● Prompt
Transcribe the data below verbatim from the line with "let blended = TRADITIONAL_WEIGHT" to the line with "recommendations.recommended_focus = if". Include both of those lines.

● Material for this exercise
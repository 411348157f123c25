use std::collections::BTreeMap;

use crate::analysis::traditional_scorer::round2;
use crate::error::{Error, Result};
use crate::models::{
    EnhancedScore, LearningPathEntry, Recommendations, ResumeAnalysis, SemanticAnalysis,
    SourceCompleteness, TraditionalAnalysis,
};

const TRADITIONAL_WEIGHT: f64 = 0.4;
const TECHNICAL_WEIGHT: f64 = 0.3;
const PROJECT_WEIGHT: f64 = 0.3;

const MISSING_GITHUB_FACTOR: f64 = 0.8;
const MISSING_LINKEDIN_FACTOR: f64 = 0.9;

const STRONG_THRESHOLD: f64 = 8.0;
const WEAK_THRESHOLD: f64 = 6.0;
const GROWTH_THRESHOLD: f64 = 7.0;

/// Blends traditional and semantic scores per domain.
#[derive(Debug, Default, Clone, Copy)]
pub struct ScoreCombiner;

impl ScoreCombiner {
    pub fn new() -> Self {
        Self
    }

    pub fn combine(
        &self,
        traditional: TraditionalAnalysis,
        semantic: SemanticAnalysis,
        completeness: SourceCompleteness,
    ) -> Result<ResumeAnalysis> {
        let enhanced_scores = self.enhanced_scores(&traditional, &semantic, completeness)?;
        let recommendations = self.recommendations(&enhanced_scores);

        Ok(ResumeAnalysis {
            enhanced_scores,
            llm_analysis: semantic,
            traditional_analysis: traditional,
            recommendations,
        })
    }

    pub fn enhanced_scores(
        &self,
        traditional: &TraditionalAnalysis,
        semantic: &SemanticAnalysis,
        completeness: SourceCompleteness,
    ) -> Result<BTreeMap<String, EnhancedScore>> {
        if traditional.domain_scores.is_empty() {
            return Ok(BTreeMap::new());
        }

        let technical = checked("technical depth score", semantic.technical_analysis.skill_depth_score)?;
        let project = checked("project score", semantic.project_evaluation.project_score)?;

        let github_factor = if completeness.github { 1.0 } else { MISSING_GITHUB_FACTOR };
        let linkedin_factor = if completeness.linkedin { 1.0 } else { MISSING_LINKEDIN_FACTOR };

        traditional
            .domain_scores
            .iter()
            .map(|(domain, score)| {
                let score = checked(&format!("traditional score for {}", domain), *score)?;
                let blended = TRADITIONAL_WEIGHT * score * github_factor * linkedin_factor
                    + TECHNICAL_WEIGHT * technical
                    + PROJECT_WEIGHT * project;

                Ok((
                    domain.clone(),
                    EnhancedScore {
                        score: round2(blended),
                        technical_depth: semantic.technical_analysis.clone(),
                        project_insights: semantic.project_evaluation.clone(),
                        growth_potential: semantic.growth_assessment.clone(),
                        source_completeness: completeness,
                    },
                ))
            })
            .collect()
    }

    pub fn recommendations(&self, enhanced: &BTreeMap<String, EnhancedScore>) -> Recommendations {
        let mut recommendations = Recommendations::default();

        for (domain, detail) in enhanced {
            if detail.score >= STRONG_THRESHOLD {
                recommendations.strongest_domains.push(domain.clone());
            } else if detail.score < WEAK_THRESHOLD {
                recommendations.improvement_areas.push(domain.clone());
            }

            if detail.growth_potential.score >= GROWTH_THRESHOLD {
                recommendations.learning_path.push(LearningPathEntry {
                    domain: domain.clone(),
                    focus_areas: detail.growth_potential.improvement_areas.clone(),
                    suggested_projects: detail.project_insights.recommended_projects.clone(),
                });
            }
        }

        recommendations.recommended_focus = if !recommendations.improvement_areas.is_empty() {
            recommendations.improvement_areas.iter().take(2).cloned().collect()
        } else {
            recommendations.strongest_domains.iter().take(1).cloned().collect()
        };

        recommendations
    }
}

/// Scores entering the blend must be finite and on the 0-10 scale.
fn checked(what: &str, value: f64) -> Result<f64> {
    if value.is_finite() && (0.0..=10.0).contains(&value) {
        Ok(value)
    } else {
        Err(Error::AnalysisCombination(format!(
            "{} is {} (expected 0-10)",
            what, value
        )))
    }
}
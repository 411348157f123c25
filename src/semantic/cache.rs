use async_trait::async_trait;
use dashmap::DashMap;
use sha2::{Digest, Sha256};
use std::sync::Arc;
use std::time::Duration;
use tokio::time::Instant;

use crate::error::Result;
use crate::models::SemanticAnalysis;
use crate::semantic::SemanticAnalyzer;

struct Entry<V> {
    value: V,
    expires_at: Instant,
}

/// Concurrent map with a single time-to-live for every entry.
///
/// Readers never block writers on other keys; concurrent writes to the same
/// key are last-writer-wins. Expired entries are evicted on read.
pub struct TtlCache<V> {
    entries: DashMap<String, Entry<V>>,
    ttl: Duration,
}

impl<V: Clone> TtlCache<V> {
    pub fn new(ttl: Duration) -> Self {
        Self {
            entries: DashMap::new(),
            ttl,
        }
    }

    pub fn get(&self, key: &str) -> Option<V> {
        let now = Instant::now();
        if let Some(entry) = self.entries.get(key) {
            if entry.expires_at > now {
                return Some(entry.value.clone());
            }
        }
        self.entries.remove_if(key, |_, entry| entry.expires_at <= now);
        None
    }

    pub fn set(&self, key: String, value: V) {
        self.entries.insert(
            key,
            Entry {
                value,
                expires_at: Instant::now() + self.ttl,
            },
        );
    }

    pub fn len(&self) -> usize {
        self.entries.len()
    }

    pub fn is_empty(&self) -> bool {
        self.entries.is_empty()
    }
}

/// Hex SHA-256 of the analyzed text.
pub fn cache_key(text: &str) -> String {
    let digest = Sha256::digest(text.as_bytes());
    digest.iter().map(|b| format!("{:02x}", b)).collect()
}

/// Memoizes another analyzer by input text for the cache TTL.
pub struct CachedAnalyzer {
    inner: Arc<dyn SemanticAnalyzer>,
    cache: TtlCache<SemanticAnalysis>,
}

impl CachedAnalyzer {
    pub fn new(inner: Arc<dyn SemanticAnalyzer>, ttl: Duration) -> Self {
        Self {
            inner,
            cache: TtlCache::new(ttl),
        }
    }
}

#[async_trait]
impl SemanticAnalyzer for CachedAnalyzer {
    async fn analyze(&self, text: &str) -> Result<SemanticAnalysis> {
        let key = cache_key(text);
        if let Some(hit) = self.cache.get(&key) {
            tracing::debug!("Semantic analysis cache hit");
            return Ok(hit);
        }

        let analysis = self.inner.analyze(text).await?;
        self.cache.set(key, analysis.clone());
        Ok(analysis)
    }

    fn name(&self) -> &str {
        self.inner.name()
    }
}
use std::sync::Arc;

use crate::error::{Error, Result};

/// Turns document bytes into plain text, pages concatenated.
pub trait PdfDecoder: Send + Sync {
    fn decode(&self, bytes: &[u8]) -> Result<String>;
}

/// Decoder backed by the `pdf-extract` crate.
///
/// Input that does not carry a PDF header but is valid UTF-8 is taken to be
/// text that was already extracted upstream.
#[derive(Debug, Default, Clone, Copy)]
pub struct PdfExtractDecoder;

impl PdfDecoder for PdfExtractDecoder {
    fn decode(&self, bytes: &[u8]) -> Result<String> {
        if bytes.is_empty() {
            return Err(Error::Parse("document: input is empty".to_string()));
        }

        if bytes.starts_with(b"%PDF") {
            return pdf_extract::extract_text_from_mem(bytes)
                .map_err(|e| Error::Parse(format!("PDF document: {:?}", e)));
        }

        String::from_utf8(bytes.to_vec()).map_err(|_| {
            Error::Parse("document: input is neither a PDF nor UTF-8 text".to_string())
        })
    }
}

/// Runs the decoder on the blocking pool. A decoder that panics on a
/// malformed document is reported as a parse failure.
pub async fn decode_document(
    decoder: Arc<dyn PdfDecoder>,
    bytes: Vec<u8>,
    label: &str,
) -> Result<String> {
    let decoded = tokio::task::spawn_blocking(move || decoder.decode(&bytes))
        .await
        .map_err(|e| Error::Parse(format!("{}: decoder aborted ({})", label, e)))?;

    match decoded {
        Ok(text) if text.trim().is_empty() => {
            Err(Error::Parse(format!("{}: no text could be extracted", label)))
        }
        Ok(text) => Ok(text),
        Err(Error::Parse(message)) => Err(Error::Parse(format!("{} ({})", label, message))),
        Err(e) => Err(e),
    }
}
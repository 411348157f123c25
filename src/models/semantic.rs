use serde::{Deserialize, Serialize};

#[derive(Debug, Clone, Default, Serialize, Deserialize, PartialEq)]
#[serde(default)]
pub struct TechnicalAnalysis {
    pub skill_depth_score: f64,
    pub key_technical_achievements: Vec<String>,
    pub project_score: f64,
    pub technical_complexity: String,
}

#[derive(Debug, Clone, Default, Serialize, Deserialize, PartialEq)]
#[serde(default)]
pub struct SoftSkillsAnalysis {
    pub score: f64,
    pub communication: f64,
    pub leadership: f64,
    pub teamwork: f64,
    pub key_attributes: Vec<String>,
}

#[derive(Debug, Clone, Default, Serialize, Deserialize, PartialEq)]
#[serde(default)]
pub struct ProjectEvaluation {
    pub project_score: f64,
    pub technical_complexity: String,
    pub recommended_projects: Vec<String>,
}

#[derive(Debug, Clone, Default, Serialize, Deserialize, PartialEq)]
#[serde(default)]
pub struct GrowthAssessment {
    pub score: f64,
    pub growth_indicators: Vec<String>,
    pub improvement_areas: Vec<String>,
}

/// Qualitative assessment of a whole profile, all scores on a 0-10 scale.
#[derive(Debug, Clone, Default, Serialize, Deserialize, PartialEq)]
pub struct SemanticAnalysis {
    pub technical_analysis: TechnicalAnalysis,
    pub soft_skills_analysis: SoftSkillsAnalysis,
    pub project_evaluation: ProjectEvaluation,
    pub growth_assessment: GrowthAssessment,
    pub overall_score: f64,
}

● Result for this exercise
                let blended = TRADITIONAL_WEIGHT * score * github_factor * linkedin_factor
                    + TECHNICAL_WEIGHT * technical
                    + PROJECT_WEIGHT * project;

                Ok((
                    domain.clone(),
                    EnhancedScore {
                        score: round2(blended),
                        technical_depth: semantic.technical_analysis.clone(),
                        project_insights: semantic.project_evaluation.clone(),
                        growth_potential: semantic.growth_assessment.clone(),
                        source_completeness: completeness,
                    },
                ))
            })
            .collect()
    }

    pub fn recommendations(&self, enhanced: &BTreeMap<String, EnhancedScore>) -> Recommendations {
        let mut recommendations = Recommendations::default();

        for (domain, detail) in enhanced {
            if detail.score >= STRONG_THRESHOLD {
                recommendations.strongest_domains.push(domain.clone());
            } else if detail.score < WEAK_THRESHOLD {
                recommendations.improvement_areas.push(domain.clone());
            }

            if detail.growth_potential.score >= GROWTH_THRESHOLD {
                recommendations.learning_path.push(LearningPathEntry {
                    domain: domain.clone(),
                    focus_areas: detail.growth_potential.improvement_areas.clone(),
                    suggested_projects: detail.project_insights.recommended_projects.clone(),
                });
            }
        }

        recommendations.recommended_focus = if !recommendations.improvement_areas.is_empty() {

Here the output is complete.